Asociada a esta alteración, con la lluvias intensas y rápidas, con un suelo mayoritariamente impermeable, el agua incrementa su velocidad, produciendo daños, arrastres y erosiones en el terreno y la vegetación.
El estudio de estos mismos efectos en distintas ciudades chinas, con fuertes inundaciones y grandes daños materiales y humanos, llevaron al arquitecto paisajista y profesor Kogjan Yu desde su estudio profesional Turescape, a acuñar el concepto de “ciudad esponja” en el año 2000 (¡hace 23 años!).
El modelo planteado por el profesor Yu sería, básicamente, el opuesto al de la ciudad paraguas. Parte de la idea de que el agua es un bien preciado y fundamental como para deshacerse de ella rápidamente y ocultarla. Es generadora de vida y, especialmente en un planeta cada vez más seco, probablemente el producto más importante para el futuro de las ciudades.
La ciudad esponja es una ciudad permeable, frente a la impermeable ciudad paraguas. Este nuevo modelo intenta incorporar cuanto más pavimento permeable sea posible. De esta forma, el agua de lluvia se infiltra al terreno y consigue la recarga de acuíferos y sistemas hidrológicos naturales existentes en el subsuelo.

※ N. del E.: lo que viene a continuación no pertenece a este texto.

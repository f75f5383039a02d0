use crate::model::{self, CubeFaces, ModelData};
use instant::Instant;
use std::cell::RefCell;
use std::rc::Rc;
use viewer_core::{
    LoadEvent, LoadEvents, LoadTracker, OverlayTimeline, ViewerConfig, ViewerError,
};
use wasm_bindgen::JsCast;
use wasm_bindgen_futures::JsFuture;
use web_sys as web;

/// Progress bookkeeping shared between the loader task and the frame loop.
pub struct LoadingState {
    pub tracker: LoadTracker,
    pub timeline: OverlayTimeline,
    clock: Instant,
}

impl LoadingState {
    pub fn new(clock: Instant) -> Self {
        Self {
            tracker: LoadTracker::new(),
            timeline: OverlayTimeline::new(),
            clock,
        }
    }

    pub fn now(&self) -> f64 {
        self.clock.elapsed().as_secs_f64()
    }

    fn apply(&mut self, events: LoadEvents) {
        for ev in events {
            match ev {
                LoadEvent::Progress { url, loaded, total } => {
                    log::info!("[loader] {url} ({loaded}/{total})");
                    self.timeline.set_progress(loaded, total);
                }
                LoadEvent::Error { url, reason } => {
                    log::error!("[loader] {url} failed: {reason}");
                    self.timeline.fail(format!("{url}: {reason}"));
                }
                LoadEvent::Complete { errors } => {
                    log::info!("[loader] all assets settled ({errors} failed)");
                    let now = self.now();
                    self.timeline.complete(now);
                }
            }
        }
    }

    fn settle<T>(&mut self, url: &str, result: &anyhow::Result<T>) {
        let events = match result {
            Ok(_) => self.tracker.item_end(url),
            Err(e) => self.tracker.item_error(url, format!("{e:#}")),
        };
        match events {
            Ok(events) => self.apply(events),
            Err(e) => log::error!("[loader] {e}"),
        }
    }
}

/// Whatever finished loading; a failed asset is simply absent.
#[derive(Default)]
pub struct LoadedScene {
    pub model: Option<ModelData>,
    pub environment: Option<CubeFaces>,
}

pub async fn fetch_bytes(url: &str) -> anyhow::Result<Vec<u8>> {
    let window = web::window().ok_or_else(|| anyhow::anyhow!("no window"))?;
    let resp_value = JsFuture::from(window.fetch_with_str(url))
        .await
        .map_err(|e| anyhow::anyhow!("fetch error: {:?}", e))?;
    let resp: web::Response = resp_value
        .dyn_into()
        .map_err(|e| anyhow::anyhow!("not a Response: {:?}", e))?;
    if !resp.ok() {
        return Err(ViewerError::AssetFailed {
            url: url.to_string(),
            reason: format!("HTTP {} {}", resp.status(), resp.status_text()),
        }
        .into());
    }
    let buf = JsFuture::from(
        resp.array_buffer()
            .map_err(|e| anyhow::anyhow!("array_buffer: {:?}", e))?,
    )
    .await
    .map_err(|e| anyhow::anyhow!("read body: {:?}", e))?;
    Ok(js_sys::Uint8Array::new(&buf).to_vec())
}

/// Fetch and decode the model and the environment cube map.
///
/// Every asset is registered before the first request goes out so
/// completion can only fire once all of them have settled.
pub async fn load_scene(config: &ViewerConfig, state: Rc<RefCell<LoadingState>>) -> LoadedScene {
    {
        let mut s = state.borrow_mut();
        for url in config.assets.all() {
            s.tracker.item_start(url);
        }
    }

    let transform = model::model_transform(config.model_scale, config.model_translation);
    let model_url = &config.assets.model;
    let model = match fetch_bytes(model_url).await {
        Ok(bytes) => model::parse_gltf(&bytes, transform),
        Err(e) => Err(e),
    };
    state.borrow_mut().settle(model_url, &model);
    if let Ok(m) = &model {
        log::info!(
            "[loader] model: {} meshes, {} triangles, {} images",
            m.meshes.len(),
            m.triangle_count(),
            m.images.len()
        );
    }

    let mut faces = Vec::with_capacity(6);
    let mut faces_ok = true;
    for url in &config.assets.environment_faces {
        let face = match fetch_bytes(url).await {
            Ok(bytes) => model::decode_face(&bytes),
            Err(e) => Err(e),
        };
        state.borrow_mut().settle(url, &face);
        match face {
            Ok(f) => faces.push(f),
            Err(_) => faces_ok = false,
        }
    }
    let environment = if faces_ok {
        match model::assemble_cube(faces) {
            Ok(cube) => Some(cube),
            Err(e) => {
                log::error!("[loader] environment map: {e:#}");
                state.borrow_mut().timeline.fail(format!("{e:#}"));
                None
            }
        }
    } else {
        None
    };

    LoadedScene {
        model: model.ok(),
        environment,
    }
}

Para evitar las inundaciones asociadas a las fuertes lluvias, la ciudad esponja propone gestionar el agua de forma natural, creando zonas inundables controladas. Aparecen parques inundables que, según el régimen de lluvias, tienen más o menos agua y que son capaces de retenerla e infiltrarla poco a poco al terreno. Se crean sistemas urbanos de drenaje sostenibles (SUDS) con esa misma dinámica: se dirige el agua a puntos bajos con vegetación, que retienen el agua y, poco a poco, con sus bases drenantes, la filtran al terreno.
Se genera así una red completa a todas las escalas para usar el agua: desde una planificación metropolitana hasta las pequeñas zonas verdes de cada barrio o calle, pasando por parques y jardines el agua está aprovechada. Esta matriz, bien proyectada y gestionada, podría llegar a evitar la necesidad de conectarse a la red de saneamiento y ahorrar la gran inversión en infraestructura gris. La red natural sería suficiente y completamente autónoma para aprovechar el agua, desde la lluvia hasta los sistemas geográficos naturales, pasando por las zonas verdes de las ciudades.

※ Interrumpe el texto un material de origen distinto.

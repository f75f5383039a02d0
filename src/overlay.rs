//! Loading bar presentation driven by the overlay timeline.
//!
//! The full-screen fade itself is drawn by the composite pass; this module
//! only touches the DOM progress bar.

use crate::constants::{LOADING_BAR_ENDED_CLASS, LOADING_BAR_ERROR_CLASS};
use crate::dom;
use viewer_core::OverlayTimeline;
use web_sys as web;

pub struct LoadingBar {
    el: web::HtmlElement,
    shown_scale: Option<f32>,
    ended: bool,
    failed: bool,
}

impl LoadingBar {
    pub fn new(el: web::HtmlElement) -> Self {
        Self {
            el,
            shown_scale: None,
            ended: false,
            failed: false,
        }
    }

    /// Push the timeline state to the bar, touching the DOM only on change.
    pub fn sync(&mut self, timeline: &OverlayTimeline, now: f64) {
        if let Some(msg) = timeline.failure() {
            if !self.failed {
                self.failed = true;
                dom::set_class(&self.el, LOADING_BAR_ERROR_CLASS, true);
                _ = self.el.set_attribute("title", msg);
            }
        }

        if self.ended {
            return;
        }
        if timeline.bar_ended(now) {
            self.ended = true;
            dom::set_class(&self.el, LOADING_BAR_ENDED_CLASS, true);
            _ = self.el.style().set_property("transform", "");
            return;
        }

        let scale = timeline.bar_scale();
        if self.shown_scale != Some(scale) {
            self.shown_scale = Some(scale);
            _ = self
                .el
                .style()
                .set_property("transform", &format!("scaleX({scale})"));
        }
    }
}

Con esta gestión del agua, además, la ciudad esponja consigue refrescar las ciudades, moviendo el agua y reteniéndola, traspirando por sus pavimentos permeables, reduce el efecto isla de calor que provocan los suelos impermeables de la ciudad paraguas.
La ciudad esponja tiene más ventajas: con la laminación del agua, reteniéndola y acumulándola en distintos estratos y niveles, la ralentiza, suprimiendo los graves problemas de erosión y arrastre que provoca el agua en la ciudad paraguas.
No sé ustedes, pero a mí me gustaría que mi ciudad (en realidad todas las ciudades) dejara el paraguas, que empezase a mojarse, a perderle el miedo al agua -como hacía Gene Kelly con alegría en Cantando bajo la lluvia- y se fuese transformando en una ciudad esponja.